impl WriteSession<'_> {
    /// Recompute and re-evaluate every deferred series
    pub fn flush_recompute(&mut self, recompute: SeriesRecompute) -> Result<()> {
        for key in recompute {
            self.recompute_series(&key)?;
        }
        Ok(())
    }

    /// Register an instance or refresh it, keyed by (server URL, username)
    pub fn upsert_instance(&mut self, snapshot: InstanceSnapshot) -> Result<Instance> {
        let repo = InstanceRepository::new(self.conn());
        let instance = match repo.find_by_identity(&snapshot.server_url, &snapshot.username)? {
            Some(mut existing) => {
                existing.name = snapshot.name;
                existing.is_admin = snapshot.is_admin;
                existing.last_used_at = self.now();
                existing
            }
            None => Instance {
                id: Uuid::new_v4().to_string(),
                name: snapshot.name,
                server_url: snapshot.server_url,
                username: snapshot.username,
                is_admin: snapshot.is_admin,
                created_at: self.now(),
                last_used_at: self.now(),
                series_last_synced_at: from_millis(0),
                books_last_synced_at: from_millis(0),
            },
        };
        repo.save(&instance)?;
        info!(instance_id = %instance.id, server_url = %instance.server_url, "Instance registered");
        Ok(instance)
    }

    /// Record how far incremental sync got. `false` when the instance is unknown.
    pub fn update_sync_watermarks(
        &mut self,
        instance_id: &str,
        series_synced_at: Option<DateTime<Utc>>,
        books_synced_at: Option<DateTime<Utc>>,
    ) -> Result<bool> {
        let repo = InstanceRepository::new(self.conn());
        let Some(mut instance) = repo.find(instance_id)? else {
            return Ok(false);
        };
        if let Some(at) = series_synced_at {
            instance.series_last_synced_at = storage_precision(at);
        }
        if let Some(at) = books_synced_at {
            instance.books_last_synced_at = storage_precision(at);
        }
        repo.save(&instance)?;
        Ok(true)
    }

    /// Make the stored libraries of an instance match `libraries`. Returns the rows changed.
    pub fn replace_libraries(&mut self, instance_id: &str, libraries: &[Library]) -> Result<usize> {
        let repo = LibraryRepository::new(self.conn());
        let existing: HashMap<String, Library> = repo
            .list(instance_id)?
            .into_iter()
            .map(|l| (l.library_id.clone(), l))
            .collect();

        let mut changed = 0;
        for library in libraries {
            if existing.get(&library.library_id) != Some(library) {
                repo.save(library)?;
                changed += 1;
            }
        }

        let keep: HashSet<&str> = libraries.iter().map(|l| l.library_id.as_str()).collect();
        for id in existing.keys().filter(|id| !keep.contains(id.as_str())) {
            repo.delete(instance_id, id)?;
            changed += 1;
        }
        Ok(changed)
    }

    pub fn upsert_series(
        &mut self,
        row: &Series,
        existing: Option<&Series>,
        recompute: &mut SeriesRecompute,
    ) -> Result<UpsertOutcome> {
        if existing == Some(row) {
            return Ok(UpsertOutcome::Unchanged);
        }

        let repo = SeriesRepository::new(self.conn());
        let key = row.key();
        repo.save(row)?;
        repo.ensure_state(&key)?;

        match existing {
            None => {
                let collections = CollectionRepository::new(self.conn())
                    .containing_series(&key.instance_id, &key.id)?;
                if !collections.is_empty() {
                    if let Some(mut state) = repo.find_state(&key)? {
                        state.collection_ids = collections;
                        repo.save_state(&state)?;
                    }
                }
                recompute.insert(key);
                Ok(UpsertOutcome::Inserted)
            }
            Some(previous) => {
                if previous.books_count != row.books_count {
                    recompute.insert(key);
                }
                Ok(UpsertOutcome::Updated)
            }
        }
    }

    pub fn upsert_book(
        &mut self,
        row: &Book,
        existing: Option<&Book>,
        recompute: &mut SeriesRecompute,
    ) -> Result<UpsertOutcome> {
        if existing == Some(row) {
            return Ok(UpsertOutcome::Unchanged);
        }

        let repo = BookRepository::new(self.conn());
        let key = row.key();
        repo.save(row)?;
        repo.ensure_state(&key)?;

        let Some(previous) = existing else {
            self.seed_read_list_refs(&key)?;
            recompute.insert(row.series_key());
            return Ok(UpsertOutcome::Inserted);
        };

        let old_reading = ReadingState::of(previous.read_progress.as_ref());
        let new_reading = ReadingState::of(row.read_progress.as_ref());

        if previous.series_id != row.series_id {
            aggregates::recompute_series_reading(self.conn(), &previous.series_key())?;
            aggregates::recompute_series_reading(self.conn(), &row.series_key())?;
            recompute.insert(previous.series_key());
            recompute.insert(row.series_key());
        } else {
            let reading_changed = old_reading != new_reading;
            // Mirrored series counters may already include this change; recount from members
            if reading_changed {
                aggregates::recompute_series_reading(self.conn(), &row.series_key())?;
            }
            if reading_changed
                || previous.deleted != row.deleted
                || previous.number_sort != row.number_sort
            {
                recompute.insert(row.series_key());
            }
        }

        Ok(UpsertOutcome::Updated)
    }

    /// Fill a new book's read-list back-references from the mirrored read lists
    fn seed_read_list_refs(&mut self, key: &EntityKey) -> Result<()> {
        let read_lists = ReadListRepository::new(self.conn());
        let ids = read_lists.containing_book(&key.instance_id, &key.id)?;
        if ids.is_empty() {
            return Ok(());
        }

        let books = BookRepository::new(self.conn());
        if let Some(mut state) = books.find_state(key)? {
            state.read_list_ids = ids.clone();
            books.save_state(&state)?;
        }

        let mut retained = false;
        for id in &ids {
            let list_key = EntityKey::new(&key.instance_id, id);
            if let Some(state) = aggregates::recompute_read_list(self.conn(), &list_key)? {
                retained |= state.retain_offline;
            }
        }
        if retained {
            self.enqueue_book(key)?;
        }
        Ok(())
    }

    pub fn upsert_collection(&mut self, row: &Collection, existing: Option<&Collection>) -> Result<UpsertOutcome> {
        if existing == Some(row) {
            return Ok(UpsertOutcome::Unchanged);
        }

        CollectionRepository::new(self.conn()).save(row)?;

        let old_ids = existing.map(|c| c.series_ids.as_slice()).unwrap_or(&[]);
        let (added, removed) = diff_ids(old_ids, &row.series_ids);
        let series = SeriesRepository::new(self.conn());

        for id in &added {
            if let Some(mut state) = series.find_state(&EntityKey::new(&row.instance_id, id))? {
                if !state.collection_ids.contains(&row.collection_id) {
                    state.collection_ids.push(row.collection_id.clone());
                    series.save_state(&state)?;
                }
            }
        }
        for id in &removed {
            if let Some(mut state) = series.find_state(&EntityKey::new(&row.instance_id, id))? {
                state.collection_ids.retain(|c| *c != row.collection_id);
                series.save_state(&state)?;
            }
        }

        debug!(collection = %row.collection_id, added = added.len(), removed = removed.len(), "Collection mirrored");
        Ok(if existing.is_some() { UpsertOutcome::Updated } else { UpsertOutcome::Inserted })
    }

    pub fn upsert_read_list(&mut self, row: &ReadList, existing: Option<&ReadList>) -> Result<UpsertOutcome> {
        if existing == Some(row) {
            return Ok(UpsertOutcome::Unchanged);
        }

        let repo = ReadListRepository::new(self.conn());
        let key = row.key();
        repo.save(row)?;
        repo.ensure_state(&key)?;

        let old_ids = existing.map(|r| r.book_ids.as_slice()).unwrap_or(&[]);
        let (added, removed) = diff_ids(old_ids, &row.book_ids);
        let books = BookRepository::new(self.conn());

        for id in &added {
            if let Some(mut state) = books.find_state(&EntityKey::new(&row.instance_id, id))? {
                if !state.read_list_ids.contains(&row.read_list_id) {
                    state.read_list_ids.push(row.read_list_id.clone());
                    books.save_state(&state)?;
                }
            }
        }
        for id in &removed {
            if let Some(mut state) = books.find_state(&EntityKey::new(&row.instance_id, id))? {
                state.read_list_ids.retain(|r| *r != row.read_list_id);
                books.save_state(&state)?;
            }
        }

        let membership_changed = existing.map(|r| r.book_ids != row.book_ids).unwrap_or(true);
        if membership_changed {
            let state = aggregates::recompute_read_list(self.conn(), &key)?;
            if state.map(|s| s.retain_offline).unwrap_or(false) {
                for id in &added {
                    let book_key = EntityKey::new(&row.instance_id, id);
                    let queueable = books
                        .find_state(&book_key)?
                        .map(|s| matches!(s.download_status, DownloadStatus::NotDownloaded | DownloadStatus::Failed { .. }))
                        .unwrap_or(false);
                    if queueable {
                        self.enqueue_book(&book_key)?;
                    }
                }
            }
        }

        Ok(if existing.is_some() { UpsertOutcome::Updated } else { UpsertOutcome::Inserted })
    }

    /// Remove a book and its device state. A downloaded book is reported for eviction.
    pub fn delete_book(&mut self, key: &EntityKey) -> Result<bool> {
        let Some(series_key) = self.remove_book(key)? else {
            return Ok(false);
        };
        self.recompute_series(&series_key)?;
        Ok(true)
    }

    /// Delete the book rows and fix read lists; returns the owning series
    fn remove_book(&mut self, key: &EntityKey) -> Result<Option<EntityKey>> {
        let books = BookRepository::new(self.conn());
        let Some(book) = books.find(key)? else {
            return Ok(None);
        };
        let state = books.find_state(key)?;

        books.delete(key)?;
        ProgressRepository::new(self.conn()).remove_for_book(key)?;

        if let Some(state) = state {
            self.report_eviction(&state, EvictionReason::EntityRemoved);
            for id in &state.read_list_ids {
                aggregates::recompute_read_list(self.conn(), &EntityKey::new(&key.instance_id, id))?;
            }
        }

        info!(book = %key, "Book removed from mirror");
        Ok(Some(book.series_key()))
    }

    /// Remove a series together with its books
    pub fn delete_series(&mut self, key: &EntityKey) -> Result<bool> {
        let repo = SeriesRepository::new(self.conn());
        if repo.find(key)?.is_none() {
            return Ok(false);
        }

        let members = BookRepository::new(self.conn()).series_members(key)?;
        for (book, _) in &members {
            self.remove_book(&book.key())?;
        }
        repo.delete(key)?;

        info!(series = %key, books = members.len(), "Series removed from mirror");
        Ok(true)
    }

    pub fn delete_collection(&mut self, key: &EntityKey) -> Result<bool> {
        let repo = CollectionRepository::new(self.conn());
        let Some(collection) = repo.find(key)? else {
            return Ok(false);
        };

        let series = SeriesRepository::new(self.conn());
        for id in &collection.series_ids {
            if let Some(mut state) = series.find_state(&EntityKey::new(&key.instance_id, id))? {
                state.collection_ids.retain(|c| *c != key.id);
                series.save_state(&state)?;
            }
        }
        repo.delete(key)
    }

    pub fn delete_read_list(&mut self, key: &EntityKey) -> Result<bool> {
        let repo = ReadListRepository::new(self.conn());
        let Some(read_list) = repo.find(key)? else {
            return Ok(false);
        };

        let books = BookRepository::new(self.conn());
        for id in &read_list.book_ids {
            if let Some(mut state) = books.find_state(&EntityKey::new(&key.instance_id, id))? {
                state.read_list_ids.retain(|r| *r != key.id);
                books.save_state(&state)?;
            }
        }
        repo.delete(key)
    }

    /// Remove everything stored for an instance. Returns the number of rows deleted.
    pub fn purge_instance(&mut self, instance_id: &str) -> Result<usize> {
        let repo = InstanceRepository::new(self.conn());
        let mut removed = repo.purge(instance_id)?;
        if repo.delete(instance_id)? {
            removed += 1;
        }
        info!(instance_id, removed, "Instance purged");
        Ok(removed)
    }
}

━━━

## Problem description
Each line in the entries above, starting at the line with "let mut changed = 0;" and ending at the line with "let keep: HashSet<&str>", is to be printed exactly, and only those lines.

## Result of this task
        let mut changed = 0;
        for library in libraries {
            if existing.get(&library.library_id) != Some(library) {
                repo.save(library)?;
                changed += 1;
            }
        }

        let keep: HashSet<&str> = libraries.iter().map(|l| l.library_id.as_str()).collect();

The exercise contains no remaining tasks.